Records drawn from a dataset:
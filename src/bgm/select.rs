//! Mood inference and background-track selection.
//!
//! Selection is an ordered chain of fallback steps evaluated left-to-right;
//! each step either yields a track or passes. The chain never raises;
//! proceeding with no music is a valid terminal outcome.

use rand::RngCore;
use tracing::{info, warn};

use crate::{
    assets::media::MediaProbe,
    assets::model::BgmTrack,
    bgm::catalog::BgmCatalog,
    collab::DefaultTrackFetcher,
    foundation::core::Mood,
};

/// Title keywords checked first, in order. First table with a hit wins.
const SAD_TRIGGERS: [&str; 7] = [
    "sad", "sorrow", "tear", "grief", "farewell", "goodbye", "loss",
];
const HAPPY_TRIGGERS: [&str; 6] = ["happy", "joy", "joyful", "cheerful", "delight", "celebrat"];
const TENSE_TRIGGERS: [&str; 6] = ["tense", "thriller", "horror", "scary", "fear", "suspense"];
const MYSTERIOUS_TRIGGERS: [&str; 4] = ["mystery", "mysterious", "secret", "unexplained"];

/// Tone hints act as a secondary signal after the title tables.
const CALM_TONES: [&str; 5] = ["calm", "healing", "relax", "soothing", "peaceful"];
const HUMOR_TONES: [&str; 4] = ["humor", "funny", "comedy", "playful"];

/// Infer a music mood from the plan's title and tone.
///
/// Title trigger tables are consulted in a fixed order, then tone hints; when
/// nothing matches, the default mood is [`Mood::Energetic`].
pub fn infer_mood(title: &str, tone: &str) -> Mood {
    let title = title.to_lowercase();
    let tone = tone.to_lowercase();

    let title_hit = |table: &[&str]| table.iter().any(|t| title.contains(t));
    let tone_hit = |table: &[&str]| table.iter().any(|t| tone.contains(t));

    if title_hit(&SAD_TRIGGERS) {
        return Mood::Sad;
    }
    if title_hit(&HAPPY_TRIGGERS) {
        return Mood::Happy;
    }
    if title_hit(&TENSE_TRIGGERS) {
        return Mood::Tense;
    }
    if title_hit(&MYSTERIOUS_TRIGGERS) {
        return Mood::Mysterious;
    }
    if tone_hit(&CALM_TONES) {
        return Mood::Calm;
    }
    if tone_hit(&HUMOR_TONES) {
        return Mood::Happy;
    }
    Mood::Energetic
}

/// One step of the selection fallback chain.
#[derive(Clone, Copy, Debug, PartialEq, Eq)]
enum FallbackStep {
    /// Random pick among tracks of the inferred mood, long enough.
    MoodMatch,
    /// Random pick across the whole catalog, long enough.
    AnyMood,
    /// Acquire default tracks out of band, reload, retry the first two steps.
    FetchDefaults,
}

const FALLBACK_CHAIN: [FallbackStep; 3] = [
    FallbackStep::MoodMatch,
    FallbackStep::AnyMood,
    FallbackStep::FetchDefaults,
];

/// Select a background track for the inferred mood, long enough to cover
/// `min_duration_sec`. Absence of music is a valid outcome, never an error.
pub fn select_bgm(
    catalog: &mut BgmCatalog,
    media: &dyn MediaProbe,
    fetcher: Option<&dyn DefaultTrackFetcher>,
    mood: Mood,
    min_duration_sec: f64,
    rng: &mut dyn RngCore,
) -> Option<BgmTrack> {
    for step in FALLBACK_CHAIN {
        match step {
            FallbackStep::MoodMatch => {
                if let Some(track) = catalog.pick_by_mood(mood, min_duration_sec, rng) {
                    return Some(track);
                }
            }
            FallbackStep::AnyMood => {
                if let Some(track) = catalog.pick_any(min_duration_sec, rng) {
                    info!(mood = mood.as_str(), "no mood match; using any-mood track");
                    return Some(track);
                }
            }
            FallbackStep::FetchDefaults => {
                let Some(fetcher) = fetcher else {
                    continue;
                };
                info!("catalog exhausted; fetching default tracks");
                if let Err(e) = fetcher.fetch_default_tracks(catalog.music_dir()) {
                    warn!("default track acquisition failed: {e}");
                    continue;
                }
                catalog.rescan(media);
                if let Some(track) = catalog.pick_by_mood(mood, min_duration_sec, rng) {
                    return Some(track);
                }
                if let Some(track) = catalog.pick_any(min_duration_sec, rng) {
                    return Some(track);
                }
            }
        }
    }
    None
}

#[cfg(test)]
#[path = "../../tests/unit/bgm/select.rs"]
mod tests;
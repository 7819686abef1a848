//! Safe-zone-constrained text layout for captions and titles.
//!
//! Wrapping decisions use real font metrics (Parley), never character counts:
//! a caption is wrapped at a maximum pixel width, its background box is sized
//! from the tight text bounding box plus a descender safety margin, and the
//! block's vertical position is clamped into the safe band so it can never
//! collide with platform chrome. The renderer turns the resulting geometry
//! into subtitle events; nothing here rasterizes.

use kurbo::{Point, Rect};
use tracing::warn;

use crate::{
    assets::model::SegmentTiming,
    config::{SafeZone, SubtitleStyle, TitleStyle},
    foundation::core::Canvas,
    foundation::error::{ReelforgeError, ReelforgeResult},
    plan::model::ScriptSegment,
};

/// Extra height reserved below the text baseline block, as a fraction of the
/// glyph size, so descenders (g, j, y) are never clipped by the box.
pub const DESCENDER_MARGIN_RATIO: f64 = 0.20;

/// Measured dimensions of a single laid-out text line.
#[derive(Clone, Copy, Debug, Default, PartialEq)]
pub struct TextMetrics {
    /// Advance width in pixels.
    pub width: f64,
    /// Ascent above the baseline.
    pub ascent: f64,
    /// Descent below the baseline.
    pub descent: f64,
    /// Additional leading.
    pub leading: f64,
}

impl TextMetrics {
    /// Full line height.
    pub fn line_height(&self) -> f64 {
        self.ascent + self.descent + self.leading
    }
}

/// RGBA8 brush attached to Parley layouts. Measurement does not use the
/// color; the type satisfies Parley's brush bound.
#[derive(Clone, Copy, Debug, Default, PartialEq, Eq)]
pub struct TextBrush {
    /// Red channel.
    pub r: u8,
    /// Green channel.
    pub g: u8,
    /// Blue channel.
    pub b: u8,
    /// Alpha channel.
    pub a: u8,
}

/// Stateful text measurer over one registered font.
pub struct TextMeasurer {
    font_ctx: parley::FontContext,
    layout_ctx: parley::LayoutContext<TextBrush>,
    family: String,
}

impl TextMeasurer {
    /// Register `font_bytes` and build a measurer for that family.
    pub fn new(font_bytes: Vec<u8>) -> ReelforgeResult<Self> {
        let mut font_ctx = parley::FontContext::default();
        let families = font_ctx
            .collection
            .register_fonts(parley::fontique::Blob::from(font_bytes), None);
        let family_id = families.first().map(|(id, _)| *id).ok_or_else(|| {
            ReelforgeError::validation("no font families registered from font bytes")
        })?;
        let family = font_ctx
            .collection
            .family_name(family_id)
            .ok_or_else(|| ReelforgeError::validation("registered font family has no name"))?
            .to_string();

        Ok(Self {
            font_ctx,
            layout_ctx: parley::LayoutContext::new(),
            family,
        })
    }

    /// Measure `text` as a single line at `size_px`.
    pub fn measure(&mut self, text: &str, size_px: f32) -> ReelforgeResult<TextMetrics> {
        if !size_px.is_finite() || size_px <= 0.0 {
            return Err(ReelforgeError::validation(
                "text size_px must be finite and > 0",
            ));
        }

        let mut builder = self
            .layout_ctx
            .ranged_builder(&mut self.font_ctx, text, 1.0, true);
        builder.push_default(parley::style::StyleProperty::FontStack(
            parley::style::FontStack::Source(std::borrow::Cow::Owned(self.family.clone())),
        ));
        builder.push_default(parley::style::StyleProperty::FontSize(size_px));
        builder.push_default(parley::style::StyleProperty::Brush(TextBrush::default()));

        let mut layout: parley::Layout<TextBrush> = builder.build(text);
        layout.break_all_lines(None);

        let mut metrics = TextMetrics::default();
        for line in layout.lines() {
            let m = line.metrics();
            metrics.width = metrics.width.max(f64::from(m.advance));
            metrics.ascent = metrics.ascent.max(f64::from(m.ascent));
            metrics.descent = metrics.descent.max(f64::from(m.descent));
            metrics.leading = metrics.leading.max(f64::from(m.leading));
        }
        Ok(metrics)
    }
}

/// Greedy word wrap against a pixel-width budget.
///
/// `measure_line` returns the advance width of a candidate line; the function
/// never breaks inside a word, so a single word wider than the budget gets a
/// line of its own.
pub fn wrap_to_width(
    text: &str,
    max_width: f64,
    measure_line: &mut dyn FnMut(&str) -> ReelforgeResult<f64>,
) -> ReelforgeResult<Vec<String>> {
    let mut lines = Vec::<String>::new();
    let mut current = String::new();

    for word in text.split_whitespace() {
        let candidate = if current.is_empty() {
            word.to_string()
        } else {
            format!("{current} {word}")
        };
        if measure_line(&candidate)? <= max_width || current.is_empty() {
            current = candidate;
        } else {
            lines.push(std::mem::take(&mut current));
            current = word.to_string();
        }
    }
    if !current.is_empty() {
        lines.push(current);
    }
    Ok(lines)
}

/// Clamp a block's top edge so `[y, y + height]` stays inside
/// `[band_min, band_max]`. When the block is taller than the band, the top
/// edge wins.
pub fn clamp_into_band(y: f64, height: f64, band_min: f64, band_max: f64) -> f64 {
    let mut y = y;
    if y + height > band_max {
        y = band_max - height;
    }
    if y < band_min {
        y = band_min;
    }
    y
}

/// A fully placed text block: wrapped lines, background box, and text origin.
#[derive(Clone, Debug)]
pub struct CaptionLayout {
    /// Wrapped lines, top to bottom.
    pub lines: Vec<String>,
    /// Font size the block was measured at.
    pub font_px: f32,
    /// Tight text width in pixels.
    pub text_width: f64,
    /// Text block height including the descender margin.
    pub text_height: f64,
    /// Semi-opaque background rectangle, canvas coordinates.
    pub bg: Rect,
    /// Background opacity, `0.0..=1.0`.
    pub bg_opacity: f64,
    /// Top-left corner of the text block, canvas coordinates.
    pub text_origin: Point,
}

/// Size and place a text block inside a vertical band. Pure geometry; the
/// caller supplies measured text dimensions.
pub fn place_text_block(
    text_width: f64,
    text_height: f64,
    canvas: Canvas,
    band_min: f64,
    band_max: f64,
    padding_x: f64,
    padding_y: f64,
    preferred_y: Option<f64>,
) -> (Rect, Point) {
    let canvas_w = f64::from(canvas.width);
    let bg_w = (text_width + 2.0 * padding_x).min(canvas_w);
    let bg_h = text_height + 2.0 * padding_y;

    let y = preferred_y.unwrap_or(band_max - bg_h);
    let y = clamp_into_band(y, bg_h, band_min, band_max);
    let bg_x = (canvas_w - bg_w) / 2.0;

    let bg = Rect::new(bg_x, y, bg_x + bg_w, y + bg_h);
    let origin = Point::new((canvas_w - text_width) / 2.0, y + padding_y);
    (bg, origin)
}

/// Lay out one caption inside the subtitle safe band.
pub fn layout_caption(
    text: &str,
    canvas: Canvas,
    safe: &SafeZone,
    style: &SubtitleStyle,
    measurer: &mut TextMeasurer,
) -> ReelforgeResult<CaptionLayout> {
    let char_count = text.chars().filter(|c| !c.is_whitespace()).count();
    let font_px = if char_count > style.small_threshold_chars {
        style.font_px_small
    } else {
        style.font_px
    };

    let max_width = safe.max_text_width(canvas);
    let lines = wrap_to_width(text, max_width, &mut |line| {
        Ok(measurer.measure(line, font_px)?.width)
    })?;
    if lines.is_empty() {
        return Err(ReelforgeError::validation("caption text is empty"));
    }

    let mut text_width = 0.0f64;
    let mut text_height = 0.0f64;
    for line in &lines {
        let m = measurer.measure(line, font_px)?;
        text_width = text_width.max(m.width);
        text_height += m.line_height();
    }
    text_height += DESCENDER_MARGIN_RATIO * f64::from(font_px);

    let band_min = safe.y_min(canvas);
    let band_max = safe.y_max(canvas);
    let preferred = band_max - (text_height + 2.0 * style.padding_y) - style.bottom_offset_px;
    let (bg, origin) = place_text_block(
        text_width,
        text_height,
        canvas,
        band_min,
        band_max,
        style.padding_x,
        style.padding_y,
        Some(preferred),
    );

    Ok(CaptionLayout {
        lines,
        font_px,
        text_width,
        text_height,
        bg,
        bg_opacity: style.bg_opacity,
        text_origin: origin,
    })
}

/// Lay out the title card inside the top band.
pub fn layout_title(
    title: &str,
    canvas: Canvas,
    safe: &SafeZone,
    style: &TitleStyle,
    measurer: &mut TextMeasurer,
) -> ReelforgeResult<CaptionLayout> {
    let clean = strip_decorations(title);
    let max_width = safe.max_text_width(canvas);
    let lines = wrap_to_width(&clean, max_width, &mut |line| {
        Ok(measurer.measure(line, style.font_px)?.width)
    })?;
    if lines.is_empty() {
        return Err(ReelforgeError::validation("title text is empty"));
    }

    let mut text_width = 0.0f64;
    let mut text_height = 0.0f64;
    for line in &lines {
        let m = measurer.measure(line, style.font_px)?;
        text_width = text_width.max(m.width);
        text_height += m.line_height();
    }
    text_height += DESCENDER_MARGIN_RATIO * f64::from(style.font_px);

    let canvas_h = f64::from(canvas.height);
    let band_min = canvas_h * style.top_margin_ratio;
    let band_max = canvas_h * style.band_ratio;
    if band_max - band_min < text_height {
        warn!("title taller than its band; clamping to the band top");
    }
    let (bg, origin) = place_text_block(
        text_width,
        text_height,
        canvas,
        band_min,
        band_max,
        style.padding_x,
        style.padding_y,
        Some(band_min),
    );

    Ok(CaptionLayout {
        lines,
        font_px: style.font_px,
        text_width,
        text_height,
        bg,
        bg_opacity: style.bg_opacity,
        text_origin: origin,
    })
}

/// Strip emoji and decorative symbols from a title.
pub fn strip_decorations(title: &str) -> String {
    let cleaned: String = title
        .chars()
        .filter(|&c| {
            let cp = c as u32;
            !((0x1F000..=0x1FFFF).contains(&cp)
                || (0x2600..=0x27BF).contains(&cp)
                || (0x2190..=0x21FF).contains(&cp)
                || cp == 0xFE0F)
        })
        .collect();
    let cleaned = cleaned.split_whitespace().collect::<Vec<_>>().join(" ");
    if cleaned.is_empty() {
        "Untitled".to_string()
    } else {
        cleaned
    }
}

/// One timed caption chunk, pre-layout.
#[derive(Clone, Debug, PartialEq)]
pub struct CaptionCue {
    /// Chunk text.
    pub text: String,
    /// Start offset on the video timeline, seconds.
    pub start_sec: f64,
    /// On-screen duration, seconds.
    pub duration_sec: f64,
}

/// A caption cue bound to its resolved layout, ready for the renderer.
#[derive(Clone, Debug)]
pub struct CaptionEvent {
    /// Start offset, seconds.
    pub start_sec: f64,
    /// End offset, seconds.
    pub end_sec: f64,
    /// Placed text block.
    pub layout: CaptionLayout,
}

/// Split a long caption into readable chunks of at most `max_chars`,
/// preferring sentence boundaries and falling back to word boundaries.
pub fn split_caption_chunks(text: &str, max_chars: usize) -> Vec<String> {
    let text = text.trim();
    if text.is_empty() {
        return Vec::new();
    }
    if text.chars().count() <= max_chars {
        return vec![text.to_string()];
    }

    let mut chunks = Vec::<String>::new();
    let mut current = String::new();
    for sentence in split_sentences(text) {
        let candidate_len = current.chars().count()
            + if current.is_empty() { 0 } else { 1 }
            + sentence.chars().count();
        if candidate_len <= max_chars {
            if !current.is_empty() {
                current.push(' ');
            }
            current.push_str(&sentence);
            continue;
        }
        if !current.is_empty() {
            chunks.push(std::mem::take(&mut current));
        }
        if sentence.chars().count() <= max_chars {
            current = sentence;
            continue;
        }
        // Sentence itself is too long: split on words.
        for word in sentence.split_whitespace() {
            let candidate_len =
                current.chars().count() + if current.is_empty() { 0 } else { 1 } + word.chars().count();
            if candidate_len <= max_chars || current.is_empty() {
                if !current.is_empty() {
                    current.push(' ');
                }
                current.push_str(word);
            } else {
                chunks.push(std::mem::take(&mut current));
                current = word.to_string();
            }
        }
    }
    if !current.is_empty() {
        chunks.push(current);
    }
    chunks
}

fn split_sentences(text: &str) -> Vec<String> {
    let mut sentences = Vec::<String>::new();
    let mut current = String::new();
    for ch in text.chars() {
        current.push(ch);
        if matches!(ch, '.' | '!' | '?') {
            let s = current.trim().to_string();
            if !s.is_empty() {
                sentences.push(s);
            }
            current.clear();
        }
    }
    let s = current.trim().to_string();
    if !s.is_empty() {
        sentences.push(s);
    }
    sentences
}

/// Produce timed caption cues from measured segment timings.
///
/// Long segments are split into chunks; each chunk's duration blends its
/// character-weighted share of the segment with a reading-speed optimum and
/// is clamped to the configured bounds.
pub fn caption_cues(
    segments: &[ScriptSegment],
    timings: &[SegmentTiming],
    style: &SubtitleStyle,
) -> Vec<CaptionCue> {
    let mut cues = Vec::<CaptionCue>::new();
    for timing in timings {
        let Some(segment) = segments.get(timing.index) else {
            continue;
        };
        let text = segment.clean_text();
        if text.is_empty() {
            continue;
        }

        let chunks = split_caption_chunks(&text, style.max_chars);
        let total_chars: usize = chunks.iter().map(|c| c.chars().count()).sum();
        if total_chars == 0 {
            continue;
        }

        let mut start = timing.start_sec;
        for chunk in chunks {
            let chars = chunk.chars().count();
            let share = timing.duration_sec * chars as f64 / total_chars as f64;
            let optimal = chars as f64 / style.read_chars_per_sec;
            let duration = ((share + optimal) / 2.0)
                .clamp(style.min_caption_sec, style.max_caption_sec);
            cues.push(CaptionCue {
                text: chunk,
                start_sec: start,
                duration_sec: duration,
            });
            start += duration;
        }
    }
    cues
}

#[cfg(test)]
#[path = "../../tests/unit/layout/text.rs"]
mod tests;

• **Description of the task**
Every line above with the string "unit" in it should be copied into the answer.

• **Solution for this problem**
#[path = "../../tests/unit/bgm/select.rs"]
#[path = "../../tests/unit/layout/text.rs"]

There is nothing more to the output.